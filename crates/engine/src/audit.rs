//! Audit sinks used by the binaries. Tests use `rfpdesk_core::audit::InMemoryAuditSink`.

use std::sync::Arc;

use tracing::{info, warn};

use rfpdesk_core::audit::{AuditEvent, AuditSink};
use rfpdesk_db::AuditEventRepository;

/// Writes every event as a structured `tracing` record.
#[derive(Clone, Copy, Debug, Default)]
pub struct TracingAuditSink;

impl AuditSink for TracingAuditSink {
    fn emit(&self, event: AuditEvent) {
        info!(
            event_name = %event.event_type,
            category = event.category.as_str(),
            outcome = event.outcome.as_str(),
            correlation_id = %event.correlation_id,
            actor = %event.actor,
            session_id = event.session_id.as_ref().map(|id| id.0.as_str()).unwrap_or("none"),
            template_id = event.template_id.as_ref().map(|id| id.0.as_str()).unwrap_or("none"),
            vendor_id = event.vendor_id.map(|id| id.0).unwrap_or_default(),
            metadata = ?event.metadata,
            "audit event"
        );
    }
}

/// Appends events to the `audit_event` table without blocking the emitting call.
///
/// Outside a tokio runtime there is nowhere to run the write, so the event is dropped
/// with a warning.
pub struct RepositoryAuditSink {
    repository: Arc<dyn AuditEventRepository>,
}

impl RepositoryAuditSink {
    pub fn new(repository: Arc<dyn AuditEventRepository>) -> Self {
        Self { repository }
    }
}

impl AuditSink for RepositoryAuditSink {
    fn emit(&self, event: AuditEvent) {
        let Ok(handle) = tokio::runtime::Handle::try_current() else {
            warn!(
                event_name = "engine.audit.dropped",
                audit_event = %event.event_type,
                correlation_id = %event.correlation_id,
                "no runtime available to persist audit event"
            );
            return;
        };

        let repository = self.repository.clone();
        handle.spawn(async move {
            let event_type = event.event_type.clone();
            if let Err(error) = repository.append(event).await {
                warn!(
                    event_name = "engine.audit.persist_failed",
                    audit_event = %event_type,
                    error = %error,
                    "failed to persist audit event"
                );
            }
        });
    }
}

/// Forwards each event to every inner sink in order.
#[derive(Clone, Default)]
pub struct FanoutAuditSink {
    sinks: Vec<Arc<dyn AuditSink>>,
}

impl FanoutAuditSink {
    pub fn new(sinks: Vec<Arc<dyn AuditSink>>) -> Self {
        Self { sinks }
    }
}

impl AuditSink for FanoutAuditSink {
    fn emit(&self, event: AuditEvent) {
        for sink in &self.sinks {
            sink.emit(event.clone());
        }
    }
}

#[cfg(test)]
mod tests {
    use std::sync::Arc;
    use std::time::Duration;

    use rfpdesk_core::audit::{
        AuditCategory, AuditContext, AuditEvent, AuditOutcome, AuditSink, InMemoryAuditSink,
    };
    use rfpdesk_core::domain::template::TemplateId;
    use rfpdesk_db::repositories::InMemoryAuditEventRepository;
    use rfpdesk_db::AuditEventRepository;

    use super::{FanoutAuditSink, RepositoryAuditSink, TracingAuditSink};

    fn scoring_event(template_id: &TemplateId) -> AuditEvent {
        let context = AuditContext::for_template(template_id.clone(), "req-1", "test");
        AuditEvent::from_context(
            &context,
            "scoring.completed",
            AuditCategory::Scoring,
            AuditOutcome::Success,
        )
    }

    #[tokio::test]
    async fn repository_sink_persists_in_background() {
        let repository = Arc::new(InMemoryAuditEventRepository::default());
        let sink = RepositoryAuditSink::new(repository.clone());
        let template_id = TemplateId("T-1".to_string());

        sink.emit(scoring_event(&template_id));

        let mut stored = Vec::new();
        for _ in 0..50 {
            stored = repository.list_for_template(&template_id).await.expect("list");
            if !stored.is_empty() {
                break;
            }
            tokio::time::sleep(Duration::from_millis(5)).await;
        }
        assert_eq!(stored.len(), 1);
        assert_eq!(stored[0].event_type, "scoring.completed");
    }

    #[test]
    fn fanout_delivers_to_every_sink() {
        let first = InMemoryAuditSink::default();
        let second = InMemoryAuditSink::default();
        let fanout = FanoutAuditSink::new(vec![
            Arc::new(first.clone()),
            Arc::new(TracingAuditSink),
            Arc::new(second.clone()),
        ]);

        fanout.emit(scoring_event(&TemplateId("T-2".to_string())));

        assert_eq!(first.event_types(), vec!["scoring.completed".to_string()]);
        assert_eq!(second.event_types(), vec!["scoring.completed".to_string()]);
    }
}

........

● **Exercise description**
Once you have read the listing above, set it down again without alteration.

● **Exercise result**
filename crates/engine/src/audit.rs
//! Audit sinks used by the binaries. Tests use `rfpdesk_core::audit::InMemoryAuditSink`.

use std::sync::Arc;

use tracing::{info, warn};

use rfpdesk_core::audit::{AuditEvent, AuditSink};
use rfpdesk_db::AuditEventRepository;

/// Writes every event as a structured `tracing` record.
#[derive(Clone, Copy, Debug, Default)]
pub struct TracingAuditSink;

impl AuditSink for TracingAuditSink {
    fn emit(&self, event: AuditEvent) {
        info!(
            event_name = %event.event_type,
            category = event.category.as_str(),
            outcome = event.outcome.as_str(),
            correlation_id = %event.correlation_id,
            actor = %event.actor,
            session_id = event.session_id.as_ref().map(|id| id.0.as_str()).unwrap_or("none"),
            template_id = event.template_id.as_ref().map(|id| id.0.as_str()).unwrap_or("none"),
            vendor_id = event.vendor_id.map(|id| id.0).unwrap_or_default(),
            metadata = ?event.metadata,
            "audit event"
        );
    }
}

/// Appends events to the `audit_event` table without blocking the emitting call.
///
/// Outside a tokio runtime there is nowhere to run the write, so the event is dropped
/// with a warning.
pub struct RepositoryAuditSink {
    repository: Arc<dyn AuditEventRepository>,
}

impl RepositoryAuditSink {
    pub fn new(repository: Arc<dyn AuditEventRepository>) -> Self {
        Self { repository }
    }
}

impl AuditSink for RepositoryAuditSink {
    fn emit(&self, event: AuditEvent) {
        let Ok(handle) = tokio::runtime::Handle::try_current() else {
            warn!(
                event_name = "engine.audit.dropped",
                audit_event = %event.event_type,
                correlation_id = %event.correlation_id,
                "no runtime available to persist audit event"
            );
            return;
        };

        let repository = self.repository.clone();
        handle.spawn(async move {
            let event_type = event.event_type.clone();
            if let Err(error) = repository.append(event).await {
                warn!(
                    event_name = "engine.audit.persist_failed",
                    audit_event = %event_type,
                    error = %error,
                    "failed to persist audit event"
                );
            }
        });
    }
}

/// Forwards each event to every inner sink in order.
#[derive(Clone, Default)]
pub struct FanoutAuditSink {
    sinks: Vec<Arc<dyn AuditSink>>,
}

impl FanoutAuditSink {
    pub fn new(sinks: Vec<Arc<dyn AuditSink>>) -> Self {
        Self { sinks }
    }
}

impl AuditSink for FanoutAuditSink {
    fn emit(&self, event: AuditEvent) {
        for sink in &self.sinks {
            sink.emit(event.clone());
        }
    }
}

#[cfg(test)]
mod tests {
    use std::sync::Arc;
    use std::time::Duration;

    use rfpdesk_core::audit::{
        AuditCategory, AuditContext, AuditEvent, AuditOutcome, AuditSink, InMemoryAuditSink,
    };
    use rfpdesk_core::domain::template::TemplateId;
    use rfpdesk_db::repositories::InMemoryAuditEventRepository;
    use rfpdesk_db::AuditEventRepository;

    use super::{FanoutAuditSink, RepositoryAuditSink, TracingAuditSink};

    fn scoring_event(template_id: &TemplateId) -> AuditEvent {
        let context = AuditContext::for_template(template_id.clone(), "req-1", "test");
        AuditEvent::from_context(
            &context,
            "scoring.completed",
            AuditCategory::Scoring,
            AuditOutcome::Success,
        )
    }

    #[tokio::test]
    async fn repository_sink_persists_in_background() {
        let repository = Arc::new(InMemoryAuditEventRepository::default());
        let sink = RepositoryAuditSink::new(repository.clone());
        let template_id = TemplateId("T-1".to_string());

        sink.emit(scoring_event(&template_id));

        let mut stored = Vec::new();
        for _ in 0..50 {
            stored = repository.list_for_template(&template_id).await.expect("list");
            if !stored.is_empty() {
                break;
            }
            tokio::time::sleep(Duration::from_millis(5)).await;
        }
        assert_eq!(stored.len(), 1);
        assert_eq!(stored[0].event_type, "scoring.completed");
    }

    #[test]
    fn fanout_delivers_to_every_sink() {
        let first = InMemoryAuditSink::default();
        let second = InMemoryAuditSink::default();
        let fanout = FanoutAuditSink::new(vec![
            Arc::new(first.clone()),
            Arc::new(TracingAuditSink),
            Arc::new(second.clone()),
        ]);

        fanout.emit(scoring_event(&TemplateId("T-2".to_string())));

        assert_eq!(first.event_types(), vec!["scoring.completed".to_string()]);
        assert_eq!(second.event_types(), vec!["scoring.completed".to_string()]);
    }
}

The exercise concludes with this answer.